I ran the program code again with the above adjustments, and what I found was that the number of tests that correctly estimated the population correlation as non-zero dropped to 107 out of 200. You can clearly see that things got worse by looking at the new graph of estimates across all studies below. Correlation estimates between X1 and X2 with 95% confidence intervals across 200 random samples of 50 people (without replacement) from a population of 10,000. The known correlation between X1 and X2 is r = .30 in the population. Each red estimate is an incorrect one that crossed the green line, thereby including zero as a possible value for the correlation. Notice there’s way more red estimates in this graph than before. Only 107 tests correctly detected the nonzero effect now that the sample size was cut in half.

Looking at the results, we can pretty clearly see both of the things I mentioned.

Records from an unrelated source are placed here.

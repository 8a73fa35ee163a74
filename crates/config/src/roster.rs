//! Built-in agent roster and workflow definitions.
//!
//! Used whenever `config.toml` does not declare its own `[[agents]]` or
//! `[[workflows]]`.

use boardroom_core::{AgentProfile, MemoryKind};

use crate::{WorkflowConfig, WorkflowStepConfig};

const TOOL_FORMAT: &str = "To act, reply with exactly one line of the form \
TOOL: <name> {json payload}. Available tools: write_file {\"path\",\"content\"}, \
read_file {\"path\"}, list_files {}, dev_ticket {\"title\",\"description\",\"priority\"}, \
update_task_status {\"taskId\",\"status\"}, escalate_issue {\"title\",\"description\"}, \
delegate {\"agent\",\"instruction\"}.";

fn persona(body: &str) -> String {
    format!("{body}\n\n{TOOL_FORMAT}")
}

/// The default company roster.
pub fn default_agents() -> Vec<AgentProfile> {
    vec![
        AgentProfile::new(
            "board-chairman",
            "Board Chairman",
            "You are the Chairman of the Board. You run the meeting, pick who speaks next, \
             and keep everyone on the goal. You answer only in the JSON format requested.",
        )
        .with_layer("board")
        .with_memory(MemoryKind::Longterm, 365),
        AgentProfile::new(
            "vision-founder-agent",
            "Vision Founder",
            persona(
                "You own the long-term vision. When the goal is met you run a strategic review: \
                 what changed, what is next, and which risks need an owner.",
            ),
        )
        .with_layer("board")
        .with_tools(["write_file", "read_file", "list_files", "delegate"])
        .with_memory(MemoryKind::Longterm, 365),
        AgentProfile::new(
            "ceo-agent",
            "Chief Executive Officer",
            persona(
                "You are the CEO. You turn the goal into tasks, assign owners, \
                 run the daily standup and break silences with a concrete next step.",
            ),
        )
        .with_layer("executive")
        .with_reports_to("board-chairman")
        .with_tools(["dev_ticket", "create_task", "update_task_status", "list_files", "read_file", "delegate", "update_agent_config"])
        .with_memory(MemoryKind::Midterm, 30),
        AgentProfile::new(
            "cto-agent",
            "Chief Technology Officer",
            persona("You are the CTO. You decide architecture and write technical plans to files."),
        )
        .with_layer("executive")
        .with_reports_to("ceo-agent")
        .with_tools(["write_file", "read_file", "list_files", "dev_ticket", "escalate_issue", "delegate"])
        .with_memory(MemoryKind::Midterm, 30),
        AgentProfile::new(
            "tech-lead-agent",
            "Tech Lead",
            persona("You are the tech lead. You break plans into tickets and write code notes."),
        )
        .with_layer("operational")
        .with_reports_to("cto-agent")
        .with_tools(["write_file", "read_file", "list_files", "dev_ticket", "update_task_status", "escalate_issue"]),
        AgentProfile::new(
            "qa-agent",
            "QA Engineer",
            persona("You test deliverables against requirements and file tickets for every defect."),
        )
        .with_layer("operational")
        .with_reports_to("tech-lead-agent")
        .with_tools(["read_file", "list_files", "dev_ticket", "update_task_status", "escalate_issue"]),
        AgentProfile::new(
            "system-mapping-agent",
            "System Mapper",
            persona(
                "You map the product: screens, modules and data flows. \
                 Your deliverable is system_map.json, a JSON document saved with write_file.",
            ),
        )
        .with_layer("documentation")
        .with_tools(["write_file", "read_file", "list_files"]),
        AgentProfile::new(
            "ui-ux-docs-agent",
            "UI/UX Documenter",
            persona(
                "You document every screen listed in system_map.json. \
                 Save one file per screen under screens_documentation/.",
            ),
        )
        .with_layer("documentation")
        .with_tools(["write_file", "read_file", "list_files"]),
        AgentProfile::new(
            "requirements-agent",
            "PRD Writer",
            persona(
                "You write the product requirements document from the system map and screen docs. \
                 Save it as prd/main_prd.md.",
            ),
        )
        .with_layer("documentation")
        .with_tools(["write_file", "read_file", "list_files"]),
        AgentProfile::new(
            "onboarding-agent",
            "Onboarding Specialist",
            persona(
                "You write the training package for new team members from the PRD. \
                 Save it as training_package/guide.md.",
            ),
        )
        .with_layer("documentation")
        .with_tools(["write_file", "read_file", "list_files"]),
        AgentProfile::new(
            "consistency-auditor-agent",
            "Consistency Auditor",
            persona(
                "You cross-check the system map, screen docs, PRD and guide for contradictions. \
                 Save findings to consistency_report.md and open a dev_ticket per defect.",
            ),
        )
        .with_layer("documentation")
        .with_tools(["write_file", "read_file", "list_files", "dev_ticket"]),
    ]
}

/// The built-in workflows.
pub fn default_workflows() -> Vec<WorkflowConfig> {
    vec![WorkflowConfig {
        id: "documentation_package".into(),
        name: "Documentation Package".into(),
        triggers: vec!["documentation".into()],
        steps: vec![
            step(
                "system_map",
                "system-mapping-agent",
                "Map the full system and save it as system_map.json.",
                "system_map.json",
            ),
            step(
                "screens",
                "ui-ux-docs-agent",
                "Document each screen from system_map.json under screens_documentation/.",
                "screens_documentation/",
            ),
            step(
                "prd",
                "requirements-agent",
                "Write the main PRD and save it as prd/main_prd.md.",
                "prd/main_prd.md",
            ),
            step(
                "training",
                "onboarding-agent",
                "Write the onboarding guide and save it as training_package/guide.md.",
                "training_package/guide.md",
            ),
            step(
                "audit",
                "consistency-auditor-agent",
                "Audit every document for consistency and save consistency_report.md.",
                "consistency_report.md",
            ),
        ],
    }]
}

fn step(id: &str, agent_id: &str, instruction: &str, expected_artifact: &str) -> WorkflowStepConfig {
    WorkflowStepConfig {
        id: id.into(),
        agent_id: agent_id.into(),
        instruction: instruction.into(),
        expected_artifact: expected_artifact.into(),
    }
}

• Power will decrease, resulting in fewer significant results across all 200 samples – There are far more red estimates that are non-significant, now that the sample size has been halved. Because only 107 out of 200 tests were significant (or 54%) our observed power has decreased from .85 to about .54 (based on a standard power table, we would expect power of .56 for this design, so what we observed is in the same neighborhood). See below for ease. Notice how halving the sample size cut the power waaaay down?
• The precision of each estimate will decrease, resulting in larger confidence intervals (and therefore fewer significant results) across all 200 samples. – If we look closely at the Y axis for this 2nd figure, we can see that the upper and lower limits of the confidence intervals have gotten wider than they were in the previous example. This happens because the lower sample size in each sample makes the estimated correlations in each sample less precise – the standard errors get larger, which in turn increases the sizes of all the confidence intervals. (Coincidentally, another consequence of these enlarged standard errors is apparent in the graph too – the estimates are more widely dispersed than they were before. Notice in the 2nd graph some estimates are as high as r= .60 or higher, while a few are even negative. Yikes.)

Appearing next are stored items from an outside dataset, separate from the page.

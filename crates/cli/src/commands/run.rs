//! `boardroom run`: drive a session toward a goal.

use super::{load_config, load_registry, open_stores};
use boardroom_agent::{
    DefaultRuntimeFactory, LoopOutcome, Orchestrator, RuntimeSettings, Session, StepOutcome, TurnLoop,
};
use boardroom_config::AppConfig;
use boardroom_core::event::EventBus;
use boardroom_tools::ApprovalGate;
use boardroom_workflow::WorkflowCatalog;
use std::io::Write;
use std::path::PathBuf;
use std::sync::Arc;
use tracing::info;

pub struct RunArgs {
    pub goal: String,
    pub agents: Vec<String>,
    pub autonomous: bool,
    pub max_turns: Option<u32>,
    pub company_state: Option<PathBuf>,
}

pub async fn run(args: RunArgs) -> Result<(), Box<dyn std::error::Error>> {
    let mut config = load_config()?;
    if let Some(max_turns) = args.max_turns {
        config.orchestrator.max_turns = max_turns.max(1);
    }

    if !config.has_api_key() {
        print_missing_key_help();
        return Err("No API key found. See above for setup instructions.".into());
    }
    let completion = boardroom_providers::from_config(&config)?;

    let stores = open_stores(&config).await?;
    let registry = load_registry(&config, &stores).await;
    let events = Arc::new(EventBus::default());
    let gate = Arc::new(ApprovalGate::new());
    let tools = boardroom_tools::default_router(&stores, &config.tools, registry.clone(), gate.clone());

    let factory = DefaultRuntimeFactory::new(
        completion,
        stores.memory.clone(),
        tools,
        registry.clone(),
        RuntimeSettings::from_config(&config),
        events.clone(),
    );
    let orchestrator = Orchestrator::new(
        registry.clone(),
        factory.clone(),
        stores.artifacts.clone(),
        &config.principal_id,
    )
    .with_workflows(WorkflowCatalog::from_config(&config.workflows))
    .with_config(config.orchestrator.clone())
    .with_events(events.clone());

    let agents = if args.agents.is_empty() {
        registry
            .ids()
            .into_iter()
            .filter(|id| *id != config.orchestrator.chairman_agent)
            .map(String::from)
            .collect()
    } else {
        if let Some(unknown) = args.agents.iter().find(|id| !registry.contains(id)) {
            return Err(format!("Unknown agent '{unknown}'. Run `boardroom agents` to list the roster.").into());
        }
        args.agents
    };

    let company_state = match &args.company_state {
        Some(path) => {
            let raw = std::fs::read_to_string(path)
                .map_err(|e| format!("Failed to read {}: {e}", path.display()))?;
            serde_json::from_str(&raw).map_err(|e| format!("Invalid company state in {}: {e}", path.display()))?
        }
        None => serde_json::json!({ "status": "ACTIVE" }),
    };

    let mut session = Session::new(&args.goal)
        .with_agents(agents)
        .with_company_state(company_state)
        .with_autonomous(args.autonomous);
    let mut driver = TurnLoop::new(orchestrator, factory, &config.principal_id).with_events(events);

    print_header(&config, &session, driver.orchestrator().select_workflow(&args.goal).map(|w| w.name.as_str()));

    let mut outcome = driver.run_with(&mut session, print_step).await?;
    while let LoopOutcome::Suspended { turns } = outcome
        && confirm(&format!("\n⏸️  Turn cap reached after {turns} turns. Continue?"))?
    {
        session.reset_allowance();
        outcome = driver.run_with(&mut session, print_step).await?;
    }

    let session_id = format!("run-{}", chrono::Utc::now().format("%Y%m%d-%H%M%S"));
    for message in &session.history {
        stores.history.append_history(&session_id, message).await?;
    }
    info!(session_id = %session_id, messages = session.history.len(), "Session history saved");

    resolve_approvals(&gate).await?;

    match outcome {
        LoopOutcome::Terminated { reason, turns } => {
            println!("\n✅ Session finished after {turns} turns: {reason}");
        }
        LoopOutcome::Suspended { turns } => {
            println!("\n⏸️  Stopped at the turn cap after {turns} turns.");
        }
        LoopOutcome::Failed { error, turns } => {
            return Err(format!("Session failed after {turns} turns: {error}").into());
        }
    }
    println!("   History saved as {session_id}\n");

    Ok(())
}

fn print_header(config: &AppConfig, session: &Session, workflow: Option<&str>) {
    println!("🏛️  Boardroom");
    println!("============");
    println!("  Goal:       {}", session.goal);
    println!("  Model:      {}", config.default_model);
    println!("  Room:       {}", session.active_agents.join(", "));
    println!("  Turn cap:   {}", config.orchestrator.max_turns);
    if let Some(name) = workflow {
        println!("  Workflow:   {name}");
    }
    if session.autonomous {
        println!("  Autonomous: {:?}", config.orchestrator.completion_policy);
    }
}

fn print_step(outcome: &StepOutcome) {
    match outcome {
        StepOutcome::Spoke { agent_id, output } => {
            println!("\n🗣️  {agent_id}:\n{}", output.text.trim());
            if let (Some(call), Some(result)) = (&output.tool_call, &output.tool_result) {
                println!("   🔧 {}: {}", call.name, preview(result, 200));
            }
        }
        StepOutcome::Recovered { note } => println!("\n⚠️  {note}"),
        StepOutcome::Terminated { reason } => println!("\n🏁 {reason}"),
    }
}

fn preview(text: &str, max_chars: usize) -> String {
    let mut out: String = text.chars().take(max_chars).collect();
    if text.chars().count() > max_chars {
        out.push('…');
    }
    out.replace('\n', " ")
}

/// Ask about each tool call that paused on the approval gate.
async fn resolve_approvals(gate: &ApprovalGate) -> Result<(), Box<dyn std::error::Error>> {
    let pending = gate.pending().await;
    if pending.is_empty() {
        return Ok(());
    }

    println!("\n⏳ {} tool call(s) await approval:", pending.len());
    for approval in pending {
        let question = format!(
            "   {} wants to run {} {}. Approve?",
            approval.context.agent_id,
            approval.call.name,
            preview(&serde_json::Value::Object(approval.call.payload.clone()).to_string(), 120)
        );
        if confirm(&question)? {
            match gate.approve(&approval.id).await {
                Ok(result) => println!("   ✅ {result}"),
                Err(e) => println!("   ❌ {e}"),
            }
        } else {
            gate.reject(&approval.id).await;
            println!("   🚫 Rejected");
        }
    }
    Ok(())
}

/// Ask a yes/no question on stdin; anything but `y` is no.
fn confirm(question: &str) -> std::io::Result<bool> {
    print!("{question} [y/N] ");
    std::io::stdout().flush()?;
    let mut answer = String::new();
    std::io::stdin().read_line(&mut answer)?;
    Ok(answer.trim().eq_ignore_ascii_case("y"))
}

fn print_missing_key_help() {
    eprintln!();
    eprintln!("  ERROR: No API key configured!");
    eprintln!();
    eprintln!("  Set one of these environment variables:");
    eprintln!("    BOARDROOM_API_KEY    (highest priority)");
    eprintln!("    OPENROUTER_API_KEY");
    eprintln!("    OPENAI_API_KEY");
    eprintln!();
    eprintln!("  Or add it to your config file:");
    eprintln!("    {}", AppConfig::config_dir().join("config.toml").display());
    eprintln!();
}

In fact, I quickly calculated the average width of the intervals for each simulation set, just to double check. When the sample size was 100, the average width of the confidence interval was .36. However, when we cut the sample size in half, the average width of the confidence interval increased to .50.

# Practical/teachable implications of power, sample size, and NHST

The process we’ve just seen has several practical implications that help us understand why power matters and why significance testing can be a problematic standard in research.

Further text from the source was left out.